I like Harvey a lot! I've been reading his books since I was a young man and I got to know him when I was teaching at Harvard. He's a very important thinker about the Christian faith at a very important time in history. The religious world is breaking into two parts: One is the part that can't engage in today's world. This part of Christianity is still shouting yesterday's answers louder and louder. Some people like that kind of approach. There are Catholic versions of this backward-looking approach to faith and there are Protestant versions -- all marching steadfastly into yesterday.
And the other? Is it the part that's trying to adapt to the future as Harvey Cox and you are describing it?
Yes, we need to transform this enterprise of Christianity. One thing we have to realize is that we no longer believe most of the old things we were told we had to believe. Go to a Christian funeral today. The liturgy still states the old truths but when you get around to talking about the person who's now gone, there's not a great affirmation about life after death. Think about what you hear at funerals these days. Now, they're mostly memorial services that celebrate who the person was.
Harvey says this is the age of spirit -- meaning that it's no longer an age in which the old dogmas mean much to people. Faith still is vitally important, but...
...but now the frontier we need to explore is: What do we mean by spirit? How do we move deeply into life to touch the wellsprings of eternity? That's why my book's entire title is so important to me, Eternal Life: A New Vision, and the subtitle is "Beyond Religion, Beyond Theism, Beyond Heaven and Hell." I'm calling people to life. In my experience, the more deeply I live, the more in touch I am with that which is holy. The more I wastefully love, the more I am in touch with God, the God who Paul Tillich called "the ground of all being." It looks like Harvey and I are chronicling the same transition we see unfolding. This is a frontier -- a period of significant turning into something different. This book is about eternal life, but I use that handle of eternal life to explore a lot of ways that we're changing.
People will find some startling insights in your new book, I think. One of them is your call to people "to embrace death." Explain that point a little, will you?
We do need to embrace death as a friend, not an enemy. Death is as natural as our birth. Suppose there was no death. Our life would become an endless monotony -- 500,000 years of playing shuffleboard in a nursing home. Because we know that death is a part of life, you don't want to let a day go by without telling your spouse how deeply you love this person. Death is what gives life its passion and what drives us from the depths of our existence. The more deeply I reach into life, the more I touch the things that truly are eternal.

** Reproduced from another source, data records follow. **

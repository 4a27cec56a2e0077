// Copyright 2026 the garnet authors
//
// Licensed under the Apache License, Version 2.0 (the "License");
// you may not use this file except in compliance with the License.
// You may obtain a copy of the License at
//
//     http://www.apache.org/licenses/LICENSE-2.0
//
// Unless required by applicable law or agreed to in writing, software
// distributed under the License is distributed on an "AS IS" BASIS,
// WITHOUT WARRANTIES OR CONDITIONS OF ANY KIND, either express or implied.
// See the License for the specific language governing permissions and
// limitations under the License.

//! Multi-frame-in-flight lifecycle tracking.
//!
//! A frame moves through `recording -> submitted -> completed`. Its fence
//! is the only place the layer observes GPU completion: everything a
//! frame referenced (memory blocks, descriptors, textures, transient
//! command buffers, staging memory) is held until the fence signals and
//! the frame is retired. Submission blocks only when the number of
//! outstanding frames reaches the configured cap, and then only on the
//! oldest fence.

use crate::binding::set::DescriptorGen;
use crate::command::pool::{CommandPool, TransientBuffer};
use crate::memory::{DeviceMemoryAllocator, MemoryBlockRef};
use crate::resource::{GpuTexture, Sampler};
use crate::settings::GfxSettings;
use garnet_core::error::GfxError;
use garnet_core::raw::{CommandBufferLevel, RawCommandBufferId, RawDevice, RawFenceId};
use std::collections::VecDeque;
use std::sync::{Arc, Mutex};

/// One reference a frame holds to keep a GPU object alive in flight.
pub(crate) enum FrameRef {
    Memory(MemoryBlockRef),
    Descriptor(Arc<DescriptorGen>),
    Texture(Arc<GpuTexture>),
    Sampler(Arc<Sampler>),
}

struct Frame {
    index: u64,
    fence: RawFenceId,
    primary: RawCommandBufferId,
    transfer: Option<RawCommandBufferId>,
    transients: Vec<TransientBuffer>,
    staging: Vec<MemoryBlockRef>,
    referenced: Vec<FrameRef>,
}

struct TrackerInner {
    current: Option<Frame>,
    submitted: VecDeque<Frame>,
    next_index: u64,
}

/// Owns the "current frame" concept and coordinates deferred reclaim.
pub(crate) struct FrameTracker {
    device: Arc<dyn RawDevice>,
    allocator: Arc<DeviceMemoryAllocator>,
    pool: Arc<CommandPool>,
    frames_in_flight: usize,
    fence_timeout_ms: u64,
    inner: Mutex<TrackerInner>,
}

impl FrameTracker {
    pub(crate) fn new(
        device: Arc<dyn RawDevice>,
        allocator: Arc<DeviceMemoryAllocator>,
        pool: Arc<CommandPool>,
        settings: &GfxSettings,
    ) -> Self {
        Self {
            device,
            allocator,
            pool,
            frames_in_flight: settings.frames_in_flight.max(1),
            fence_timeout_ms: settings.fence_timeout_ms,
            inner: Mutex::new(TrackerInner {
                current: None,
                submitted: VecDeque::new(),
                next_index: 0,
            }),
        }
    }

    /// Opens a new frame and its primary command buffer.
    pub(crate) fn start_frame(&self) -> Result<(), GfxError> {
        let mut inner = self.inner.lock().unwrap();
        assert!(
            inner.current.is_none(),
            "start_frame called while a frame is already recording"
        );
        let primary = self.pool.acquire(CommandBufferLevel::Primary)?;
        self.device.begin_command_buffer(primary)?;
        let frame = Frame {
            index: inner.next_index,
            fence: self.device.create_fence(false),
            primary,
            transfer: None,
            transients: Vec::new(),
            staging: Vec::new(),
            referenced: Vec::new(),
        };
        log::trace!("frame {} recording", frame.index);
        inner.next_index += 1;
        inner.current = Some(frame);
        Ok(())
    }

    /// Flushes pending transfers, submits the primary buffer with the
    /// frame's fence, then retires every completed frame. A fence wait
    /// that times out here is a lost device.
    pub(crate) fn end_frame(&self) -> Result<(), GfxError> {
        let mut inner = self.inner.lock().unwrap();
        let frame = inner
            .current
            .take()
            .unwrap_or_else(|| panic!("end_frame called without a recording frame"));

        if let Some(transfer) = frame.transfer {
            self.device.end_command_buffer(transfer)?;
            self.device.submit(transfer, None)?;
        }
        self.device.end_command_buffer(frame.primary)?;
        self.device.submit(frame.primary, Some(frame.fence))?;
        log::trace!("frame {} submitted", frame.index);
        inner.submitted.push_back(frame);

        self.reclaim(&mut inner, false)
    }

    /// The primary command buffer of the recording frame.
    pub(crate) fn primary_cb(&self) -> RawCommandBufferId {
        let inner = self.inner.lock().unwrap();
        match &inner.current {
            Some(frame) => frame.primary,
            None => panic!("no frame is recording"),
        }
    }

    /// The frame's transfer command buffer, opened on first use. It is
    /// submitted ahead of the primary buffer so uploads land before the
    /// frame's draws execute.
    pub(crate) fn transfer_cb(&self) -> Result<RawCommandBufferId, GfxError> {
        let mut inner = self.inner.lock().unwrap();
        let device = &self.device;
        let pool = &self.pool;
        let frame = match inner.current.as_mut() {
            Some(frame) => frame,
            None => panic!("no frame is recording"),
        };
        if let Some(transfer) = frame.transfer {
            return Ok(transfer);
        }
        let transfer = pool.acquire(CommandBufferLevel::Primary)?;
        device.begin_command_buffer(transfer)?;
        frame.transfer = Some(transfer);
        Ok(transfer)
    }

    /// Pins an object until the recording frame is reclaimed.
    pub(crate) fn reference(&self, reference: FrameRef) {
        let mut inner = self.inner.lock().unwrap();
        match inner.current.as_mut() {
            Some(frame) => frame.referenced.push(reference),
            None => panic!("no frame is recording"),
        }
    }

    /// Registers a staging block to be freed when the frame completes.
    pub(crate) fn track_staging(&self, block: MemoryBlockRef) {
        let mut inner = self.inner.lock().unwrap();
        match inner.current.as_mut() {
            Some(frame) => frame.staging.push(block),
            None => panic!("no frame is recording"),
        }
    }

    /// Hands a submitted transient buffer to the recording frame.
    pub(crate) fn track_transient(&self, transient: TransientBuffer) {
        let mut inner = self.inner.lock().unwrap();
        match inner.current.as_mut() {
            Some(frame) => frame.transients.push(transient),
            None => panic!("no frame is recording"),
        }
    }

    /// Number of submitted frames not yet reclaimed.
    pub(crate) fn pending_frames(&self) -> usize {
        self.inner.lock().unwrap().submitted.len()
    }

    /// Discards any recording frame and force-completes every submitted
    /// one. Used at session shutdown.
    pub(crate) fn shutdown(&self) -> Result<(), GfxError> {
        let mut inner = self.inner.lock().unwrap();
        if let Some(frame) = inner.current.take() {
            log::debug!("discarding unsubmitted frame {}", frame.index);
            self.discard(frame);
        }
        self.reclaim(&mut inner, true)
    }

    fn reclaim(&self, inner: &mut TrackerInner, force: bool) -> Result<(), GfxError> {
        while let Some(front) = inner.submitted.front() {
            let over_cap = inner.submitted.len() > self.frames_in_flight;
            if force || over_cap {
                self.device.wait_fence(front.fence, self.fence_timeout_ms)?;
            } else if !self.device.fence_signalled(front.fence) {
                break;
            }
            if let Some(frame) = inner.submitted.pop_front() {
                self.retire(frame);
            }
        }
        Ok(())
    }

    fn retire(&self, frame: Frame) {
        log::trace!("frame {} retired", frame.index);
        self.pool.recycle(CommandBufferLevel::Primary, frame.primary);
        if let Some(transfer) = frame.transfer {
            self.pool.recycle(CommandBufferLevel::Primary, transfer);
        }
        for transient in frame.transients {
            self.pool.release(transient);
        }
        for block in frame.staging {
            if let Err(err) = self.allocator.free(block) {
                log::warn!("staging block release failed: {err}");
            }
        }
        drop(frame.referenced);
        self.device.destroy_fence(frame.fence);
        self.allocator.collect();
    }

    fn discard(&self, frame: Frame) {
        if let Err(err) = self.device.end_command_buffer(frame.primary) {
            log::warn!("failed to close discarded primary buffer: {err}");
        }
        self.pool.recycle(CommandBufferLevel::Primary, frame.primary);
        if let Some(transfer) = frame.transfer {
            if let Err(err) = self.device.end_command_buffer(transfer) {
                log::warn!("failed to close discarded transfer buffer: {err}");
            }
            self.pool.recycle(CommandBufferLevel::Primary, transfer);
        }
        for transient in frame.transients {
            self.pool.release(transient);
        }
        for block in frame.staging {
            if let Err(err) = self.allocator.free(block) {
                log::warn!("staging block release failed: {err}");
            }
        }
        self.device.destroy_fence(frame.fence);
        self.allocator.collect();
    }
}

impl Drop for FrameTracker {
    fn drop(&mut self) {
        if let Err(err) = self.shutdown() {
            log::error!("frame tracker shutdown failed: {err}");
        }
    }
}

Today, we're strongly recommending that people pick up a copy of your book and read all the 250-or-so pages for themselves. But let's give them a taste of what they'll find in these chapters. One very provocative argument you make here is that our old conceptions about Heaven and Hell simply have to be abandoned to free ourselves from a lot of old religious baggage that's not really helpful anymore.

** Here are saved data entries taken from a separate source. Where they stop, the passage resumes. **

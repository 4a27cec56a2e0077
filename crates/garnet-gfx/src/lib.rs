// Copyright 2026 the garnet authors
//
// Licensed under the Apache License, Version 2.0 (the "License");
// you may not use this file except in compliance with the License.
// You may obtain a copy of the License at
//
//     http://www.apache.org/licenses/LICENSE-2.0
//
// Unless required by applicable law or agreed to in writing, software
// distributed under the License is distributed on an "AS IS" BASIS,
// WITHOUT WARRANTIES OR CONDITIONS OF ANY KIND, either express or implied.
// See the License for the specific language governing permissions and
// limitations under the License.

//! The garnet graphics layer.
//!
//! Sits between the renderer and a [`garnet_core::raw::RawDevice`]
//! backend and owns the problems the raw API leaves open: sub-allocating
//! device memory, keeping resources alive while frames are in flight,
//! recording commands through dirty-state tracking, and caching render
//! passes, framebuffers, and pipeline state objects.
//!
//! Everything hangs off a [`GfxContext`]:
//!
//! ```
//! use garnet_gfx::{GfxContext, GfxSettings, NullDevice};
//! use std::sync::Arc;
//!
//! let device = Arc::new(NullDevice::new());
//! let gfx = GfxContext::new(device, GfxSettings::default());
//! gfx.begin_frame().unwrap();
//! gfx.end_frame().unwrap();
//! ```

#![warn(missing_docs)]

pub mod binding;
pub mod cache;
pub mod command;
pub mod context;
pub mod memory;
pub mod null;
pub mod resource;
pub mod settings;

mod frame;

pub use binding::{ResourceSet, ResourceSetLayout};
pub use cache::PassCompatKey;
pub use command::{CommandList, ListKind, StateFlags};
pub use context::{GfxContext, PassAttachment, PassDescriptor};
pub use memory::AllocatorStats;
pub use null::{NullCommand, NullDevice};
pub use resource::{GpuBuffer, GpuTexture, MemoryLocation, Pipeline, Sampler, WriteMode};
pub use settings::{FaultPolicy, GfxSettings};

The teachings about life after death that we've inherited really have been aimed at controlling human behavior. What we've been taught really is about scaring us to act in a particular way. We have to get away from that concept. I don't know any parents anymore who would try to raise a child by saying: I'm going to write down everything you do -- good and bad -- and I'm going to punish you for all the bad and reward you for all the good. No one thinks that's good parenting, but that's one way we've been taught about Heaven and Hell.
We need religious maturity. Too many people want to keep other people in child-like innocence so they can be manipulated. That's why so many people talk about God as Father. Heaven and Hell have been part and parcel of this. I don't know anybody who is helped by being told how bad they are -- yet the liturgies of my church tell me over and over again what a wretched sinner I am. The liturgy tells me I'm not worthy to gather up the crumbs under the table. These are childlike images -- what a slave says to the master. That's the image many people have of our relationship with God. I think that's a dreadful image. We have to break that cycle and call people into a new maturity.